Из чего проистекает магический реализм (гипостазис универсального идеала): усеченная религия («культ») производства/потребления чуда как практическая модальность науки. Знание перестает быть средством познания истины, обращаясь в технологию, ориентированную на могущество техническое, социальное, антропологическое: «знание — сила», «познание как власть», «педагог как священник», «ученый как демиург», — credo Мира Полудня характерное для духов русского космизма, равно как всего племени энтузиастов человекобожия. «Человек Всемогущий. Хозяин каждого атома во Вселенной. У природы слишком много законов. Мы их открываем и используем, и все они нам мешают. Закон природы нельзя преступить. Ему можно только следовать. И это очень скучно, если подумать. А вот Человек Всемогущий будет просто отменять законы, которые ему неугодны. Возьмет и отменит»[53].

Именно это совершает Манохин в романе «Отягощенные злом, или Сорок лет спустя», договорившись с Демиургом о внесении изменений в строение вселенной: «Природа вполне могла быть устроена таким образом, чтобы звездные кладбища существовали в реальности. И если оказывается, что она устроена не так, то почему бы не вмешаться, буде есть на то желание и соответствующие возможности»[54]. И все это для того, чтобы ошибочная теория астронома соответствовала реальности. Здесь видится печальный, если не роковой ответ на сентенцию, некогда выписанную фантастами в рабочую тетрадь: «допустив, что мы можем все, что же мы собираемся делать с этим нашим всемогуществом?» (Жан Ростан).

АБС, конечно, далеко не рациональные игроки, они, кажется, сами ощущали себя наблюдателями, разведчиками, соглядатаями в чужих мирах, открывшихся за кулисами Мира Полудня.

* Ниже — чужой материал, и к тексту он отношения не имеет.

//! Core domain logic for the cat record catalog.
//! This crate is the single source of truth for cat business rules.

pub mod config;
pub mod db;
pub mod logging;
pub mod model;
pub mod render;
pub mod repo;
pub mod service;

pub use config::{ConfigError, CoreConfig};
pub use logging::{default_log_level, init_logging, logging_status, LoggingConfig, LoggingError};
pub use model::cat::{Cat, CatId};
pub use model::identificator::{IdentificatorStrategy, StandardIdentificator};
pub use render::{DocumentRenderer, PageLayout, PdfRenderer, RenderError, PDF_MEDIA_TYPE};
pub use repo::cat_repo::{CatRepository, RepoError, RepoResult, SqliteCatRepository};
pub use service::cat_service::{CatService, CatServiceError, CatServiceResult, ErrorKind};

/// Returns the core crate version.
pub fn core_version() -> &'static str {
    env!("CARGO_PKG_VERSION")
}

#[cfg(test)]
mod tests {
    use super::core_version;

    #[test]
    fn version_is_not_empty() {
        assert!(!core_version().is_empty());
    }
}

Используемые же ими формализации и процедуры зачастую оказываются адаптациями либо симуляциями, происходящими не столько из суммы научных знаний, сколько из экстраполяции собственной (произвольной) логики, этики и аксиоматики, что, разумеется, вполне естественно для научно-фантастической литературы: «если чадо твое ослушается тебя, сотри его с лица земли»[55].

Между тем торжество располневшего разума все чаще давало сбои: прописи якобы постигнутого становились запутаннее, проникавшие в мир писателей религиозные сюжеты порождали фантасмагории, множились уводящие в дурную бесконечность конспирологические ребусы, а нравственные парадоксы, не находившие разрешения в изначально безрелигиозной Вселенной, оборачивались кошмарами, сдвигая пределы рационально мыслимого и этически допустимого. Занавес Weltschmerz скрывает ограниченную временем жизни перспективу... Впрочем, «разговоры на моральные темы всегда очень трудны и неприятны»[56].

Несхожие меж собою пророки, ясновидцы, визионеры обозревают разные пространства/времена, но случайная либо намеренная кривизна взгляда рискует увлечь очарованного странника на враждебные территории. При чтении отдельных пассажей советско-российских мастеров проскопии чувствуется — кстати, как в булгаковских творениях — нарастание смущающих ассоциаций, тревожит аура инфернальности: «и сильные придут поклониться» — еще один камешек в огород «отягощенных злом» обитателей миров по Стругацким. В привычном разумении финальное проникновение в рай и в ад — это обретение общества себе подобных, встреча с которыми чревата нечаянной радостью либо ослепляющим, оскопляющим ужасом. Случается, блудный сын в мрачном озарении осознает: он слишком заблудился, опоздал, отец не дождался, имущество расхищено, распродано, встречают же — мытари и кредиторы.

Поиск предназначения и подспудное отчаянье ищут откровения в мистериях, но сатурналии рождают бестий. В текстах Стругацких поражает обилие феноменологии иного, которое, возрастая от произведения к произведению, осмыслялось не в категориях, характерных для религиозного сознания, а с позиций просвещенного, но смущенного разума. «Иное» предстает в масках и несет угрозу, зона рациональности — сокращающийся в размерах остров, тонущий в океане иного, откуда «может выйти братец по разуму», что постулируется писателями как факт. Но «то, что хорошо и легко для разума, то может оказаться роковым для души». Религиозные же аспекты инакости братья до поры избегали вовлекать в круг своих сообщений и анализировать, полагая — это материи из другого реестра.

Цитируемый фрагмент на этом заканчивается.